TASK TO CARRY OUT
Exact duplicates of all the records are needed.

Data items
┏━━

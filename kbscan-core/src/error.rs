//! Error types for kbscan operations

use std::fmt;
use std::path::PathBuf;
use thiserror::Error;

/// kbscan error types
///
/// Only `Config`, `RootUnavailable` and `StatePersist` abort a run;
/// everything else is caught at the orchestrator boundary and recorded
/// as a per-file skip.
#[derive(Error, Debug)]
pub enum ScanError {
    #[error("config error: {0}")]
    Config(String),

    #[error("scan root unavailable: {0}")]
    RootUnavailable(PathBuf),

    #[error("extraction failed for {path}: {reason}")]
    Extraction { path: PathBuf, reason: String },

    #[error("alias resolution failed for {path}: {reason}")]
    Alias { path: PathBuf, reason: String },

    #[error("state persist error: {0}")]
    StatePersist(String),

    #[error("IO error: {0}")]
    Io(#[from] std::io::Error),

    #[error("serialization error: {0}")]
    Serialization(String),
}

/// Result type for kbscan operations
pub type Result<T> = std::result::Result<T, ScanError>;

impl From<serde_json::Error> for ScanError {
    fn from(e: serde_json::Error) -> Self {
        ScanError::Serialization(e.to_string())
    }
}

impl From<serde_yaml::Error> for ScanError {
    fn from(e: serde_yaml::Error) -> Self {
        ScanError::Serialization(e.to_string())
    }
}

/// Why a target was excluded from the run
#[derive(Debug, Clone, PartialEq, Eq)]
pub enum SkipReason {
    /// Shortcut target resolves outside every configured root
    OutsideRoots,
    /// Shortcut chain revisits an already-resolved path or directory
    AliasCycle,
    /// Shortcut target does not exist, or the shortcut file is malformed
    BrokenShortcut(String),
    /// Directory walk error (permissions, vanished entry)
    WalkError(String),
    /// File metadata could not be read
    Stat(String),
    /// Format-specific extraction failure
    Extraction(String),
    /// Extension is allowed by config but no extractor exists for it
    UnsupportedFormat(String),
    /// Surrogate could not be written
    WriteFailed(String),
}

impl fmt::Display for SkipReason {
    fn fmt(&self, f: &mut fmt::Formatter<'_>) -> fmt::Result {
        match self {
            SkipReason::OutsideRoots => write!(f, "target outside configured roots"),
            SkipReason::AliasCycle => write!(f, "alias cycle detected"),
            SkipReason::BrokenShortcut(r) => write!(f, "broken shortcut: {}", r),
            SkipReason::WalkError(r) => write!(f, "walk error: {}", r),
            SkipReason::Stat(r) => write!(f, "stat failed: {}", r),
            SkipReason::Extraction(r) => write!(f, "extraction failed: {}", r),
            SkipReason::UnsupportedFormat(ext) => write!(f, "unsupported format: {}", ext),
            SkipReason::WriteFailed(r) => write!(f, "write failed: {}", r),
        }
    }
}

/// A recorded, non-fatal exclusion: {path, reason}
#[derive(Debug, Clone)]
pub struct Skip {
    pub path: PathBuf,
    pub reason: SkipReason,
}

impl Skip {
    pub fn new(path: impl Into<PathBuf>, reason: SkipReason) -> Self {
        Self { path: path.into(), reason }
    }
}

┗━━

ANSWER BOX
filename kbscan-core/src/error.rs
//! Error types for kbscan operations

use std::fmt;
use std::path::PathBuf;
use thiserror::Error;

/// kbscan error types
///
/// Only `Config`, `RootUnavailable` and `StatePersist` abort a run;
/// everything else is caught at the orchestrator boundary and recorded
/// as a per-file skip.
#[derive(Error, Debug)]
pub enum ScanError {
    #[error("config error: {0}")]
    Config(String),

    #[error("scan root unavailable: {0}")]
    RootUnavailable(PathBuf),

    #[error("extraction failed for {path}: {reason}")]
    Extraction { path: PathBuf, reason: String },

    #[error("alias resolution failed for {path}: {reason}")]
    Alias { path: PathBuf, reason: String },

    #[error("state persist error: {0}")]
    StatePersist(String),

    #[error("IO error: {0}")]
    Io(#[from] std::io::Error),

    #[error("serialization error: {0}")]
    Serialization(String),
}

/// Result type for kbscan operations
pub type Result<T> = std::result::Result<T, ScanError>;

impl From<serde_json::Error> for ScanError {
    fn from(e: serde_json::Error) -> Self {
        ScanError::Serialization(e.to_string())
    }
}

impl From<serde_yaml::Error> for ScanError {
    fn from(e: serde_yaml::Error) -> Self {
        ScanError::Serialization(e.to_string())
    }
}

/// Why a target was excluded from the run
#[derive(Debug, Clone, PartialEq, Eq)]
pub enum SkipReason {
    /// Shortcut target resolves outside every configured root
    OutsideRoots,
    /// Shortcut chain revisits an already-resolved path or directory
    AliasCycle,
    /// Shortcut target does not exist, or the shortcut file is malformed
    BrokenShortcut(String),
    /// Directory walk error (permissions, vanished entry)
    WalkError(String),
    /// File metadata could not be read
    Stat(String),
    /// Format-specific extraction failure
    Extraction(String),
    /// Extension is allowed by config but no extractor exists for it
    UnsupportedFormat(String),
    /// Surrogate could not be written
    WriteFailed(String),
}

impl fmt::Display for SkipReason {
    fn fmt(&self, f: &mut fmt::Formatter<'_>) -> fmt::Result {
        match self {
            SkipReason::OutsideRoots => write!(f, "target outside configured roots"),
            SkipReason::AliasCycle => write!(f, "alias cycle detected"),
            SkipReason::BrokenShortcut(r) => write!(f, "broken shortcut: {}", r),
            SkipReason::WalkError(r) => write!(f, "walk error: {}", r),
            SkipReason::Stat(r) => write!(f, "stat failed: {}", r),
            SkipReason::Extraction(r) => write!(f, "extraction failed: {}", r),
            SkipReason::UnsupportedFormat(ext) => write!(f, "unsupported format: {}", ext),
            SkipReason::WriteFailed(r) => write!(f, "write failed: {}", r),
        }
    }
}

/// A recorded, non-fatal exclusion: {path, reason}
#[derive(Debug, Clone)]
pub struct Skip {
    pub path: PathBuf,
    pub reason: SkipReason,
}

impl Skip {
    pub fn new(path: impl Into<PathBuf>, reason: SkipReason) -> Self {
        Self { path: path.into(), reason }
    }
}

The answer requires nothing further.